KAREN BREWSTER: One community we didn’t talk about -- Josephs -- that was another old --

LEE SAYLOR: That was just a winter camp, a caribou camp for Healy Lake people and Kechumstuk people

and actually it was named after Joseph Joe that Belle Sam’s brother, Chief Joe.

KAREN BREWSTER: So that's where they -- I've heard about the big caribou fences.

LEE SAYLOR: Yeah. KAREN BREWSTER: Those were up there?

LEE SAYLOR: They were. There was fence in the upper Healy, the Middle Fork. There was on Kechumstuk Creek there was --

And generally it was a family that would, you know, own the fence and keep it up.

And what they’d do is the fence would go and they'd have a corral enclosure. They run them in there and cull them -- kill them and what --

KAREN BREWSTER: So what was the fence made out of?

LEE SAYLOR: Brush. KAREN BREWSTER: Okay.

LEE SAYLOR: Trees, brush and it was a fence. I don’t know if they dug in the posts, but I -- that they'd --

you know, connect the trees and put brush between them and when they drive the caribou in.

I often was thinking about that. I was wondering if no contact had ever been made if they'd have ended up domesticating caribou and being like the Laps.

KAREN BREWSTER: Yeah. Maybe. Although --

LEE SAYLOR: The Eskimos -- they never had caribou corrals or anything.

KAREN BREWSTER: Actually they did. LEE SAYLOR: The Eskimos --

KAREN BREWSTER: Well, not corrals, but in the Anaktuvuk Pass area they use the same idea of fencing. LEE SAYLOR: Uh-huh.

KAREN BREWSTER: They used brush. They sort of made figures out of the bush. They couldn’t -- they didn’t have enough brush to connect it all together, but they kind of made like a channel --

LEE SAYLOR: Uh-huh. KAREN BREWSTER: And between people and brush. They kind of herd them in and they would -- herd them into a lake. LEE SAYLOR: Yeah.

KAREN BREWSTER: Instead of a corral, they herded them into the lake and then they could kill them in the lake.

LEE SAYLOR: Yeah. That one time at Healy Lake the caribou were swimming over the lake and they just tied knives at the end of a stick and would go out and kill them that way.

On the Kobuk, when I was working around Ambler and Kiana, those guys were telling me that's what they do. They'd wait until they cross the river then go out in the boat, and so they don’t even have to waste shells.

KAREN BREWSTER: Right. But so at Healy Lake they would hunt the caribou right there at the lake sometimes?

LEE SAYLOR: Well, this was just one time. It wasn’t a usual thing, but when it happened they improvised real fast. KAREN BREWSTER: Right.

LEE SAYLOR: They'd tie knives at the end of a pole and go out and --

KAREN BREWSTER: Do you know what year that was?

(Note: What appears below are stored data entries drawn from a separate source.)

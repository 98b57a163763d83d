//! CLI command implementations.
//!
//! | Function      | Command handled                        |
//! |---------------|----------------------------------------|
//! | `cmd_init`    | `init` - write a default questforge.toml |
//! | `cmd_new`     | `new` - create a quest                 |
//! | `cmd_run`     | `run` - drive a quest to completion    |
//! | `cmd_list`    | `list` - show active quests            |
//! | `cmd_abandon` | `abandon` - retire a quest             |

use anyhow::{Context, Result};
use console::style;
use std::sync::Arc;

use questforge::agents::ProcessSpawner;
use questforge::config::{Config, CONFIG_FILE};
use questforge::model::QuestStatus;
use questforge::orchestrator::{QuestOrchestrator, UserInput};
use questforge::quests::{FileQuestManager, QuestManager};
use questforge::tracker::GitTracker;
use questforge::ward::WardValidator;

/// Operator prompts over the terminal.
pub struct TerminalInput;

impl UserInput for TerminalInput {
    fn confirm(&self, prompt: &str) -> Result<bool> {
        dialoguer::Confirm::new()
            .with_prompt(prompt)
            .default(false)
            .interact()
            .context("Failed to read confirmation")
    }
}

fn build_manager(config: &Config) -> FileQuestManager {
    let manager = FileQuestManager::new(config.quest_root.clone(), config.max_quest_age_days);
    // Outside a git repository the review phase has nothing to diff against
    match GitTracker::new(&config.project_dir) {
        Ok(tracker) => manager.with_tracker(tracker),
        Err(_) => manager,
    }
}

pub fn cmd_init(config: &Config) -> Result<()> {
    let path = config.project_dir.join(CONFIG_FILE);
    if path.exists() {
        println!("{} already exists", CONFIG_FILE);
        return Ok(());
    }
    let default = questforge::config::QuestforgeToml::default();
    let content = toml::to_string_pretty(&default).context("Failed to serialize default config")?;
    std::fs::write(&path, content)
        .with_context(|| format!("Failed to write {}", path.display()))?;
    println!("{} {}", style("Created").green().bold(), CONFIG_FILE);
    Ok(())
}

pub fn cmd_new(config: &Config, title: &str, description: &str) -> Result<()> {
    let manager = build_manager(config);
    let quest = manager.create_quest(title, description)?;
    println!(
        "{} quest {} ({})",
        style("Created").green().bold(),
        style(&quest.title).bold(),
        quest.folder
    );
    println!("Run it with: questforge run {}", quest.folder);
    Ok(())
}

pub async fn cmd_run(config: &Config, folder: Option<String>) -> Result<()> {
    let manager = build_manager(config);

    let folder = match folder {
        Some(folder) => folder,
        None => {
            // Default to the oldest quest still in flight
            let active = manager.list_active()?;
            let Some(quest) = active
                .iter()
                .find(|q| matches!(q.status, QuestStatus::InProgress | QuestStatus::Blocked))
            else {
                println!("No active quests. Create one with: questforge new <title>");
                return Ok(());
            };
            quest.folder.clone()
        }
    };

    let ward = Arc::new(WardValidator::from_config(config));
    let orchestrator = QuestOrchestrator::new(
        Arc::new(manager),
        Arc::new(ProcessSpawner::new(config)),
        Arc::new(TerminalInput),
        ward,
    );
    orchestrator.run_quest(&folder).await
}

pub fn cmd_list(config: &Config) -> Result<()> {
    let manager = build_manager(config);
    let quests = manager.list_active()?;
    if quests.is_empty() {
        println!("No active quests.");
        return Ok(());
    }

    println!("{}", style("Active quests").bold().cyan());
    for quest in quests {
        let status = match quest.status {
            QuestStatus::InProgress => style("in progress").green(),
            QuestStatus::Blocked => style("blocked").red(),
            QuestStatus::Complete => style("complete").dim(),
            QuestStatus::Abandoned => style("abandoned").dim(),
        };
        let phase = manager
            .current_phase(&quest)
            .map(|p| p.to_string())
            .unwrap_or_else(|| "done".to_string());
        println!(
            "  {}  {} [{}] phase: {} tasks: {}",
            style(&quest.folder).bold(),
            quest.title,
            status,
            phase,
            quest.task_progress()
        );
    }
    Ok(())
}

pub fn cmd_abandon(config: &Config, folder: &str, reason: &str, force: bool) -> Result<()> {
    let manager = build_manager(config);
    let quest = manager.latest(folder)?;

    if !force {
        let confirmed = TerminalInput.confirm(&format!(
            "Abandon quest '{}' ({})?",
            quest.title, quest.folder
        ))?;
        if !confirmed {
            return Ok(());
        }
    }

    manager.abandon_quest(folder, reason)?;
    println!(
        "{} quest {}",
        style("Abandoned").yellow().bold(),
        quest.folder
    );
    Ok(())
}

LEE SAYLOR: It was late 30’s or early 40’s when the caribou -- the Forty Mile Herd was just, you know, at its peak, just before World War II.

You know, Gaither told me that when he was just a little kid there was hardly any moose in the, you know, Mansfield -- In the Mansfield area it was caribou and then all of a sudden it's the caribou got scarce and a lot more moose.

KAREN BREWSTER: Huh. Did he say when that shift happened?

LEE SAYLOR: Again, that -- that was probably around 1940.

KAREN BREWSTER: Huh. Well when it's at -- the caribou herd peaked and then crashed.

LEE SAYLOR: Yes, and just before that they were swimming over Healy Lake.

KAREN BREWSTER: Huh. And those caribou fences up in Joseph -- that’s above tree line or close to tree line?

LEE SAYLOR: Yeah, it's close to tree line, but they had them down under the tree line, too.

You know, there in the winter they -- the caribou would come down into the forest country and a lot of it was, you know, they used the standing trees as the bases of the corral and then or the -- as a fence and then the corral enclosure.

KAREN BREWSTER: Uh-huh.

LEE SAYLOR: Here, I 'm just thinking of something. Here

KAREN BREWSTER: I’m sure it's been written about, yeah.

LEE SAYLOR: There is what David Paul, Rita’s granddad. This was a book he dictated.

KAREN BREWSTER: Oh, "According to Papa’s --

LEE SAYLOR: And there is -- is kind of a caribou fence diagram.

KAREN BREWSTER: Yeah, neat. And so they just -- the people stood around and herded the caribou in?

LEE SAYLOR: Yeah, they herded them in and then -- That story I told you about those guys killed in the caribou stampede they were trying to shut the gate and the caribou panicked and ran right over them.

KAREN BREWSTER: Oh. Do you know what time -- what year time period that was?

LEE SAYLOR: That had to be -- when that happened that had to be, oh, around 1900, 1905 in that area some time at the turn of the -- KAREN BREWSTER: Right.

LEE SAYLOR: From the 19th to the 20th Century.

KAREN BREWSTER: Right. When did they stop using those corrals up there?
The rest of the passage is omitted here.